Dr. Aaron Hultgren rounded out the the week of “Mini Medical School,” sponsored by the NYU School of Medicine, by assigning the students at P.S. 4 Duke Ellington School roles as specialized heart, lung and brain doctors in a mock operation.
The children, dressed head-to-toe in scrubs — including hair caps, gloves and shoe shields — went though each vital part of the body. The "heart doctors" took out the heart, made of gelatin, and replaced it with a new one. The "lung doctors" stuck a tube into the patient after they were told he had trouble breathing.

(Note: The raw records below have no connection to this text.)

//! Integration tests for the compiled-route guarantees: loop-free
//! forwarding within the topology diameter, exact table sizes,
//! determinism, and all-or-nothing failure on disconnected shapes.

use std::collections::HashSet;

use toposim::emulation::{materialize, PlanRecorder};
use toposim::ip::allocate;
use toposim::orchestrator;
use toposim::routes::{compile_routes, diameter, trace_path, CompileError, RouteMap};
use toposim::shape::{AddressScheme, ShapeDescriptor};
use toposim::topology::{Role, Topology, TopologyBuilder};

fn compile(shape: &ShapeDescriptor) -> (Topology, RouteMap) {
    let topology = allocate(shape, &AddressScheme::default()).unwrap();
    let tables = compile_routes(&topology).unwrap();
    (topology, tables)
}

/// Simulate forwarding between every ordered pair of hosts and check that
/// delivery happens within the topology diameter with no cycles.
fn assert_all_pairs_deliver(topology: &Topology, tables: &RouteMap) {
    let max_hops = diameter(topology);
    let hosts: Vec<_> = topology
        .nodes()
        .filter(|(_, n)| n.role == Role::Host)
        .collect();

    for &(from, _) in &hosts {
        for &(to, to_node) in &hosts {
            if from == to {
                continue;
            }
            let destination = to_node.interfaces[0].ip();
            let path = trace_path(topology, tables, from, destination)
                .unwrap_or_else(|e| panic!("forwarding failed: {}", e));

            let hops = path.len() - 1;
            assert!(
                hops <= max_hops,
                "path of {} hops exceeds diameter {}",
                hops,
                max_hops
            );

            let unique: HashSet<_> = path.iter().collect();
            assert_eq!(unique.len(), path.len(), "forwarding path revisits a node");
        }
    }
}

#[test]
fn chain_forwarding_is_loop_free() {
    let (topology, tables) = compile(&ShapeDescriptor::LinearChain { length: 5 });
    assert_all_pairs_deliver(&topology, &tables);

    // The sink reaches every host too
    let (recv, _) = topology.node_by_name("recv").unwrap();
    for i in 1..=5 {
        let (_, host) = topology.node_by_name(&format!("h{}", i)).unwrap();
        let path = trace_path(&topology, &tables, recv, host.interfaces[0].ip()).unwrap();
        assert_eq!(path.len() - 1, i, "recv to h{} crosses {} routers", i, i);
    }
}

#[test]
fn hub_mesh_forwarding_is_loop_free() {
    let (topology, tables) = compile(&ShapeDescriptor::dual_router_star(&[3, 4, 3, 4]));
    assert_all_pairs_deliver(&topology, &tables);

    let (topology, tables) = compile(&ShapeDescriptor::HubMesh {
        stub_hosts: vec![vec![2], vec![1, 1], vec![3]],
    });
    assert_all_pairs_deliver(&topology, &tables);
}

#[test]
fn router_tables_have_exact_size() {
    for length in 1..=8 {
        let (topology, tables) = compile(&ShapeDescriptor::LinearChain { length });
        let total = topology.subnets().len();
        assert_eq!(total, 2 * length, "chain of {} has 2N subnets", length);

        for &router in topology.router_order() {
            let node = topology.node(router);
            let connected: HashSet<_> = node.interfaces.iter().map(|i| i.subnet()).collect();
            assert_eq!(
                tables[&router].len(),
                total - connected.len(),
                "table size of '{}' in chain of {}",
                node.name,
                length
            );
        }
    }
}

#[test]
fn no_node_has_two_routes_to_one_destination() {
    let shapes = [
        ShapeDescriptor::LinearChain { length: 6 },
        ShapeDescriptor::dual_router_star(&[3, 4, 3, 4]),
        ShapeDescriptor::HubMesh {
            stub_hosts: vec![vec![1, 2], vec![2], vec![1, 1, 1]],
        },
    ];
    for shape in &shapes {
        let (topology, tables) = compile(shape);
        for (id, routes) in &tables {
            let destinations: HashSet<_> = routes.iter().map(|r| r.destination).collect();
            assert_eq!(
                destinations.len(),
                routes.len(),
                "duplicate destination on '{}'",
                topology.node(*id).name
            );
        }
    }
}

#[test]
fn compiled_plans_are_byte_identical() {
    let shape = ShapeDescriptor::LinearChain { length: 4 };
    let scheme = AddressScheme::default();

    let (plan_a, registry_a) = orchestrator::generate_plan(&shape, &scheme).unwrap();
    let (plan_b, registry_b) = orchestrator::generate_plan(&shape, &scheme).unwrap();

    assert_eq!(
        serde_yaml::to_string(&plan_a).unwrap(),
        serde_yaml::to_string(&plan_b).unwrap()
    );
    assert_eq!(
        serde_json::to_string(&registry_a).unwrap(),
        serde_json::to_string(&registry_b).unwrap()
    );
}

#[test]
fn disconnected_star_raises_unreachable() {
    // Two routers with one stub each and no transit link: the compiler
    // must reject the whole shape, never emit a partial table
    let mut builder = TopologyBuilder::new();
    let r1 = builder.add_node("r1", Role::Router).unwrap();
    let r2 = builder.add_node("r2", Role::Router).unwrap();
    let h1 = builder.add_node("n1h1", Role::Host).unwrap();
    let h2 = builder.add_node("n2h1", Role::Host).unwrap();
    builder
        .add_segment(
            "s1",
            &[
                (r1, "r1-eth1".to_string(), "10.0.0.1/24".parse().unwrap()),
                (h1, "n1h1-eth0".to_string(), "10.0.0.10/24".parse().unwrap()),
            ],
        )
        .unwrap();
    builder
        .add_segment(
            "s2",
            &[
                (r2, "r2-eth1".to_string(), "10.1.0.1/24".parse().unwrap()),
                (h2, "n2h1-eth0".to_string(), "10.1.0.10/24".parse().unwrap()),
            ],
        )
        .unwrap();
    let topology = builder.freeze();

    let err = compile_routes(&topology).unwrap_err();
    assert!(matches!(err, CompileError::UnreachableSubnet { .. }));
}

#[test]
fn plan_file_roundtrip() {
    let shape = ShapeDescriptor::LinearChain { length: 3 };
    let (plan, registry) = orchestrator::generate_plan(&shape, &AddressScheme::default()).unwrap();

    let dir = tempfile::tempdir().unwrap();
    orchestrator::write_outputs(&plan, &registry, dir.path()).unwrap();

    let yaml = std::fs::read_to_string(dir.path().join(orchestrator::PLAN_FILE)).unwrap();
    let parsed: toposim::emulation::EmulationPlan = serde_yaml::from_str(&yaml).unwrap();
    assert_eq!(parsed, plan);

    let json = std::fs::read_to_string(dir.path().join(orchestrator::REGISTRY_FILE)).unwrap();
    let parsed: serde_json::Value = serde_json::from_str(&json).unwrap();
    assert_eq!(parsed["nodes"].as_array().unwrap().len(), 7);
}

#[test]
fn recorded_plan_covers_whole_chain() {
    let (topology, tables) = compile(&ShapeDescriptor::LinearChain { length: 3 });

    let mut recorder = PlanRecorder::new();
    materialize(&topology, &tables, &mut recorder).unwrap();
    let plan = recorder.into_plan();

    // 7 nodes + 4 forwarding nodes + 6 links + all routes
    let route_count: usize = tables.values().map(Vec::len).sum();
    assert_eq!(plan.steps.len(), 7 + 4 + 6 + route_count);
}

“I think this is a phenomenal experience,” said Delois White-Jones, Principal of P.S. 4. “This was a great opportunity for the children, while young, to have a mock operation room, and to also make a decision as to whether or not they would like to become medical doctors in the future.”
While one group was operating on the patient, the others sat on the stage observing the process, watching as Hultgren helped the students examine the X-rays to determine a diagnosis and best course of action.
“They’re able to get their hands involved,” said Hultgren. “They’re able to built a skeleton. So it’s not just something they see in a book, they actually make their own. So they learn how to actually make this thing. Are there two bones or one bone that make this part?
"It’s also something they own, they’re the surgeons.”